[Material provided Boundary: Start]

use std::collections::{HashMap, HashSet};
use std::path::PathBuf;

use serde::Serialize;
use tokio::sync::RwLock;

use crate::message::{CoroInfo, DiscoroStatus, Location, now_millis};
use crate::scheduler::status_processor::ObserverEvent;

/// One server as the dashboard has observed it. `coros_done` and
/// `last_coro` only ever grow from `CoroTerminated` events — the status
/// stream's `CoroCreated` is a client-local spawn notification and never
/// reaches this scheduler-side dashboard, so a currently running task
/// count isn't something the mirror can report faithfully.
#[derive(Debug, Clone, Serialize)]
pub struct ServerView {
    pub location: Location,
    pub status: DiscoroStatus,
    pub coros_done: u64,
    #[serde(skip_serializing_if = "Option::is_none")]
    pub last_coro: Option<CoroInfo>,
    pub update_time_unix_ms: u64,
}

#[derive(Debug, Clone, Serialize)]
pub struct NodeView {
    pub host: String,
    pub status: DiscoroStatus,
    pub servers: HashMap<String, ServerView>,
    pub update_time_unix_ms: u64,
}

struct Mirror {
    nodes: HashMap<String, NodeView>,
    dirty: HashSet<String>,
    poll_sec: u64,
}

/// Dashboard-local view of the fleet, rebuilt from `ObserverEvent`s only.
pub struct DashboardState {
    inner: RwLock<Mirror>,
    pub document_root: PathBuf,
}

impl DashboardState {
    pub fn new(poll_sec: u64, document_root: PathBuf) -> Self {
        Self {
            inner: RwLock::new(Mirror {
                nodes: HashMap::new(),
                dirty: HashSet::new(),
                poll_sec,
            }),
            document_root,
        }
    }

    /// Folds one lifecycle event into the mirror. Node-level events
    /// (`host` set) touch only the node entry; server-level events
    /// (`location` set) touch the owning node's server map, creating the
    /// node entry on first sight the way the original dashboard does.
    pub async fn apply(&self, event: ObserverEvent) {
        let mut mirror = self.inner.write().await;
        let now = now_millis();

        if let Some(host) = event.host {
            let node = mirror.nodes.entry(host.clone()).or_insert_with(|| NodeView {
                host: host.clone(),
                status: event.status,
                servers: HashMap::new(),
                update_time_unix_ms: now,
            });
            node.status = event.status;
            node.update_time_unix_ms = now;
            mirror.dirty.insert(host);
            return;
        }

        let Some(location) = event.location else { return };
        let host = location.host();
        let node = mirror.nodes.entry(host.clone()).or_insert_with(|| NodeView {
            host: host.clone(),
            status: DiscoroStatus::NodeInitialized,
            servers: HashMap::new(),
            update_time_unix_ms: now,
        });
        node.update_time_unix_ms = now;

        let key = location.to_string();
        let server = node.servers.entry(key).or_insert_with(|| ServerView {
            location,
            status: event.status,
            coros_done: 0,
            last_coro: None,
            update_time_unix_ms: now,
        });
        if event.status.is_server() {
            server.status = event.status;
        }
        if let Some(coro) = event.coro {
            server.coros_done += 1;
            server.last_coro = Some(coro);
        }
        server.update_time_unix_ms = now;

        mirror.dirty.insert(host);
    }

    /// `GET /cluster_updates`: nodes touched since the last call, then
    /// clears the delta set.
    pub async fn updates(&self) -> Vec<NodeView> {
        let mut mirror = self.inner.write().await;
        let dirty = std::mem::take(&mut mirror.dirty);
        dirty.into_iter().filter_map(|host| mirror.nodes.get(&host).cloned()).collect()
    }

    /// `GET /cluster_status`: every node currently known.
    pub async fn status(&self) -> Vec<NodeView> {
        self.inner.read().await.nodes.values().cloned().collect()
    }

    pub async fn node_info(&self, host: &str) -> Option<NodeView> {
        self.inner.read().await.nodes.get(host).cloned()
    }

    pub async fn server_info(&self, location: Location) -> Option<ServerView> {
        let mirror = self.inner.read().await;
        mirror.nodes.get(&location.host())?.servers.get(&location.to_string()).cloned()
    }

    pub async fn poll_sec(&self) -> u64 {
        self.inner.read().await.poll_sec
    }

    pub async fn set_poll_sec(&self, timeout: i64) {
        let timeout = if timeout < 1 { 0 } else { timeout as u64 };
        self.inner.write().await.poll_sec = timeout;
    }
}

#[cfg(test)]
#[path = "state_tests.rs"]
mod tests;
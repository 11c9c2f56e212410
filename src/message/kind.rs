use std::fmt;

use serde::{Deserialize, Serialize};

/// Wire message kind — determines stream mapping (uni vs bidi) and payload
/// schema for every envelope exchanged between scheduler, server agents and
/// clients.
///
/// The original scheduler passed around untyped dicts keyed by a `req`
/// string; here each kind pins down its payload type in `message::payloads`.
#[derive(Debug, Clone, Copy, PartialEq, Eq, Hash, Serialize, Deserialize)]
#[serde(rename_all = "snake_case")]
pub enum MessageKind {
    /// scheduler -> server: stage a computation (auth, files, depends).
    Setup,
    /// scheduler -> server: spawn a remote task.
    Run,
    /// scheduler -> server: tear down a computation on this server.
    CloseServer,
    /// scheduler -> server: one chunk of a staged computation file.
    FileTransfer,
    /// server -> scheduler, fire-and-forget: liveness + load heartbeat.
    Pulse,
    /// node/server -> scheduler, fire-and-forget: lifecycle status change.
    StatusUpdate,
    /// client -> scheduler: register a computation, obtain an auth token.
    Schedule,
    /// client -> scheduler: block until a task id completes.
    Await,
    /// client -> scheduler: run a task pinned to one node/server location.
    RunAt,
    /// client -> scheduler: run a task on every known server.
    RunEach,
    /// client -> scheduler: list known nodes.
    NodesQuery,
    /// client -> scheduler: list known servers (optionally filtered by node).
    ServersQuery,
    /// client -> scheduler: release a computation and all its resources.
    CloseComputation,
    /// scheduler -> server: cancel specific running tasks (dashboard admin action).
    Terminate,
    /// generic positive acknowledgement.
    Ack,
    /// task completion/result delivery (scheduler -> client, or server -> scheduler).
    Result,
    /// generic negative acknowledgement.
    Error,
    #[serde(other)]
    Unknown,
}

impl MessageKind {
    /// Kinds sent on a bidirectional stream that block for a reply.
    pub fn expects_response(self) -> bool {
        matches!(
            self,
            MessageKind::Setup
                | MessageKind::Run
                | MessageKind::CloseServer
                | MessageKind::FileTransfer
                | MessageKind::Schedule
                | MessageKind::Await
                | MessageKind::RunAt
                | MessageKind::RunEach
                | MessageKind::NodesQuery
                | MessageKind::ServersQuery
                | MessageKind::CloseComputation
                | MessageKind::Terminate
        )
    }

    /// Kinds that are themselves a reply to some other request.
    pub fn is_response(self) -> bool {
        matches!(
            self,
            MessageKind::Ack | MessageKind::Result | MessageKind::Error
        )
    }

    /// Kinds sent unidirectionally with no reply expected.
    pub fn is_fire_and_forget(self) -> bool {
        matches!(self, MessageKind::Pulse | MessageKind::StatusUpdate)
    }
}

impl fmt::Display for MessageKind {
    fn fmt(&self, f: &mut fmt::Formatter<'_>) -> fmt::Result {
        let s = match self {
            MessageKind::Setup => "setup",
            MessageKind::Run => "run",
            MessageKind::CloseServer => "close_server",
            MessageKind::FileTransfer => "file_transfer",
            MessageKind::Pulse => "pulse",
            MessageKind::StatusUpdate => "status_update",
            MessageKind::Schedule => "schedule",
            MessageKind::Await => "await",
            MessageKind::RunAt => "run_at",
            MessageKind::RunEach => "run_each",
            MessageKind::NodesQuery => "nodes_query",
            MessageKind::ServersQuery => "servers_query",
            MessageKind::CloseComputation => "close_computation",
            MessageKind::Terminate => "terminate",
            MessageKind::Ack => "ack",
            MessageKind::Result => "result",
            MessageKind::Error => "error",
            MessageKind::Unknown => "unknown",
        };
        f.write_str(s)
    }
}

#[cfg(test)]
#[path = "kind_tests.rs"]
mod tests;
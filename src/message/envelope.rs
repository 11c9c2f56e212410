use anyhow::{Result, bail};
use serde::{Deserialize, Serialize};
use serde_json::Value;
use serde_json::value::RawValue;
use uuid::Uuid;

use super::kind::MessageKind;

/// Typed node identity string (e.g. `node.<32 hex chars>`), derived from the
/// SHA-256 of a node's Ed25519 public key.
#[derive(Debug, Clone, PartialEq, Eq, Hash, PartialOrd, Ord)]
pub struct AgentId(String);

impl AgentId {
    pub fn new(id: String) -> Self {
        Self(id)
    }

    pub fn as_str(&self) -> &str {
        &self.0
    }
}

impl std::fmt::Display for AgentId {
    fn fmt(&self, f: &mut std::fmt::Formatter<'_>) -> std::fmt::Result {
        f.write_str(&self.0)
    }
}

impl From<String> for AgentId {
    fn from(s: String) -> Self {
        Self(s)
    }
}

impl From<&str> for AgentId {
    fn from(s: &str) -> Self {
        Self(s.to_string())
    }
}

impl AsRef<str> for AgentId {
    fn as_ref(&self) -> &str {
        &self.0
    }
}

impl std::ops::Deref for AgentId {
    type Target = str;
    fn deref(&self) -> &str {
        &self.0
    }
}

impl std::borrow::Borrow<str> for AgentId {
    fn borrow(&self) -> &str {
        &self.0
    }
}

impl PartialEq<str> for AgentId {
    fn eq(&self, other: &str) -> bool {
        self.0 == other
    }
}

impl PartialEq<&str> for AgentId {
    fn eq(&self, other: &&str) -> bool {
        self.0 == *other
    }
}

impl PartialEq<String> for AgentId {
    fn eq(&self, other: &String) -> bool {
        self.0 == *other
    }
}

impl serde::Serialize for AgentId {
    fn serialize<S: serde::Serializer>(
        &self,
        serializer: S,
    ) -> std::result::Result<S::Ok, S::Error> {
        self.0.serialize(serializer)
    }
}

impl<'de> serde::Deserialize<'de> for AgentId {
    fn deserialize<D: serde::Deserializer<'de>>(
        deserializer: D,
    ) -> std::result::Result<Self, D::Error> {
        String::deserialize(deserializer).map(Self)
    }
}

/// Wire envelope — the top-level JSON object for every QUIC message
/// exchanged between scheduler, server agents, and clients.
///
/// Replaces the original scheduler's untyped `{'req': ..., ...}` dicts with a
/// typed `kind` discriminant plus a schema-specific `payload` (see
/// `message::payloads`). `from`/`to` are populated by the transport layer for
/// routing and are not required to round-trip through a handler.
#[derive(Debug, Clone, Serialize, Deserialize)]
pub struct Envelope {
    pub id: Uuid,
    pub kind: MessageKind,
    #[serde(rename = "ref", default, skip_serializing_if = "Option::is_none")]
    pub ref_id: Option<Uuid>,
    pub payload: Box<RawValue>,
    #[serde(default, skip_serializing_if = "Option::is_none")]
    pub from: Option<AgentId>,
    #[serde(default, skip_serializing_if = "Option::is_none")]
    pub to: Option<AgentId>,
}

impl PartialEq for Envelope {
    fn eq(&self, other: &Self) -> bool {
        self.id == other.id
            && self.kind == other.kind
            && self.ref_id == other.ref_id
            && self.payload.get() == other.payload.get()
            && self.from == other.from
            && self.to == other.to
    }
}

impl Envelope {
    /// Create a payload from a serde_json::Value by serializing it to raw JSON.
    pub fn raw_json(value: &Value) -> Box<RawValue> {
        RawValue::from_string(serde_json::to_string(value).expect("Value serializes to JSON"))
            .expect("valid JSON")
    }

    /// Parse the payload into a serde_json::Value (for inspection).
    pub fn payload_value(&self) -> Result<Value> {
        Ok(serde_json::from_str(self.payload.get())?)
    }

    /// Parse the payload into a typed struct.
    pub fn payload_as<T: serde::de::DeserializeOwned>(&self) -> Result<T> {
        Ok(serde_json::from_str(self.payload.get())?)
    }

    pub fn new(
        from: impl Into<AgentId>,
        to: impl Into<AgentId>,
        kind: MessageKind,
        payload: Value,
    ) -> Self {
        Self {
            id: Uuid::new_v4(),
            kind,
            ref_id: None,
            payload: Self::raw_json(&payload),
            from: Some(from.into()),
            to: Some(to.into()),
        }
    }

    pub fn response_to(
        request: &Envelope,
        from: impl Into<AgentId>,
        kind: MessageKind,
        payload: Value,
    ) -> Self {
        Self {
            id: Uuid::new_v4(),
            kind,
            ref_id: Some(request.id),
            payload: Self::raw_json(&payload),
            from: Some(from.into()),
            to: request.from.clone(),
        }
    }

    pub fn validate(&self) -> Result<()> {
        if self.id.is_nil() {
            bail!("message id must be non-nil");
        }
        Ok(())
    }
}

#[cfg(test)]
#[path = "envelope_tests.rs"]
mod tests;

[Material provided Boundary: End]

Problem requirements: Across all the entries, how many lines include "level"? Answer with the number alone.

Answer box: 3